■ **Task to carry out**: Retype the entries below word for word, leaving none out.

■ **Provided records**:
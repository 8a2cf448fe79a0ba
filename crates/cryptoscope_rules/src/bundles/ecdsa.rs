//! `crypto/ecdsa` key generation, signing and verification.

use super::elliptic::CURVES;
use crate::rule;
use crate::{ContextKind, ParamDef, RuleDef, ValueDef, declare_bundle};

const TARGETS: &[&str] = &["crypto/ecdsa"];
const SIGNATURE: &[(&str, &str)] = &[("kind", "ECDSA")];

// ecdsa.GenerateKey(c elliptic.Curve, rand io.Reader) (*PrivateKey, error)
static GENERATE_KEY: RuleDef = rule! {
    id: "ecdsa/generate-key",
    targets: TARGETS,
    methods: &["GenerateKey"],
    value: ValueDef::Constant("ECDSA"),
    parameters: &[ParamDef::depends("elliptic.Curve", CURVES), ParamDef::plain("io.Reader")],
    context: ContextKind::Key,
    metadata: &[("kind", "EC")],
};

// ecdsa.Sign(rand io.Reader, priv *PrivateKey, hash []byte) (r, s *big.Int, err error)
static SIGN: RuleDef = rule! {
    id: "ecdsa/sign",
    targets: TARGETS,
    methods: &["Sign", "SignASN1"],
    value: ValueDef::Constant("ECDSA"),
    parameters: &[
        ParamDef::plain("io.Reader"),
        ParamDef::plain("*ecdsa.PrivateKey"),
        ParamDef::plain("[]byte"),
    ],
    context: ContextKind::Signature,
    metadata: SIGNATURE,
};

// ecdsa.Verify(pub *PublicKey, hash []byte, r, s *big.Int) bool
// ecdsa.VerifyASN1(pub *PublicKey, hash, sig []byte) bool
static VERIFY: RuleDef = rule! {
    id: "ecdsa/verify",
    targets: TARGETS,
    methods: &["Verify", "VerifyASN1"],
    value: ValueDef::Constant("ECDSA"),
    parameters: &[ParamDef::plain("*ecdsa.PublicKey"), ParamDef::plain("[]byte"), ParamDef::plain("*")],
    context: ContextKind::Signature,
    metadata: SIGNATURE,
};

declare_bundle!(
    EcdsaBundle,
    id: "ecdsa",
    name: "crypto/ecdsa",
    rules: [&GENERATE_KEY, &SIGN, &VERIFY],
);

■ **Task result**:
repository 8a2cf448fe79a0ba
filename crates/cryptoscope_rules/src/bundles/ecdsa.rs
//! `crypto/ecdsa` key generation, signing and verification.

use super::elliptic::CURVES;
use crate::rule;
use crate::{ContextKind, ParamDef, RuleDef, ValueDef, declare_bundle};

const TARGETS: &[&str] = &["crypto/ecdsa"];
const SIGNATURE: &[(&str, &str)] = &[("kind", "ECDSA")];

// ecdsa.GenerateKey(c elliptic.Curve, rand io.Reader) (*PrivateKey, error)
static GENERATE_KEY: RuleDef = rule! {
    id: "ecdsa/generate-key",
    targets: TARGETS,
    methods: &["GenerateKey"],
    value: ValueDef::Constant("ECDSA"),
    parameters: &[ParamDef::depends("elliptic.Curve", CURVES), ParamDef::plain("io.Reader")],
    context: ContextKind::Key,
    metadata: &[("kind", "EC")],
};

// ecdsa.Sign(rand io.Reader, priv *PrivateKey, hash []byte) (r, s *big.Int, err error)
static SIGN: RuleDef = rule! {
    id: "ecdsa/sign",
    targets: TARGETS,
    methods: &["Sign", "SignASN1"],
    value: ValueDef::Constant("ECDSA"),
    parameters: &[
        ParamDef::plain("io.Reader"),
        ParamDef::plain("*ecdsa.PrivateKey"),
        ParamDef::plain("[]byte"),
    ],
    context: ContextKind::Signature,
    metadata: SIGNATURE,
};

// ecdsa.Verify(pub *PublicKey, hash []byte, r, s *big.Int) bool
// ecdsa.VerifyASN1(pub *PublicKey, hash, sig []byte) bool
static VERIFY: RuleDef = rule! {
    id: "ecdsa/verify",
    targets: TARGETS,
    methods: &["Verify", "VerifyASN1"],
    value: ValueDef::Constant("ECDSA"),
    parameters: &[ParamDef::plain("*ecdsa.PublicKey"), ParamDef::plain("[]byte"), ParamDef::plain("*")],
    context: ContextKind::Signature,
    metadata: SIGNATURE,
};

declare_bundle!(
    EcdsaBundle,
    id: "ecdsa",
    name: "crypto/ecdsa",
    rules: [&GENERATE_KEY, &SIGN, &VERIFY],
);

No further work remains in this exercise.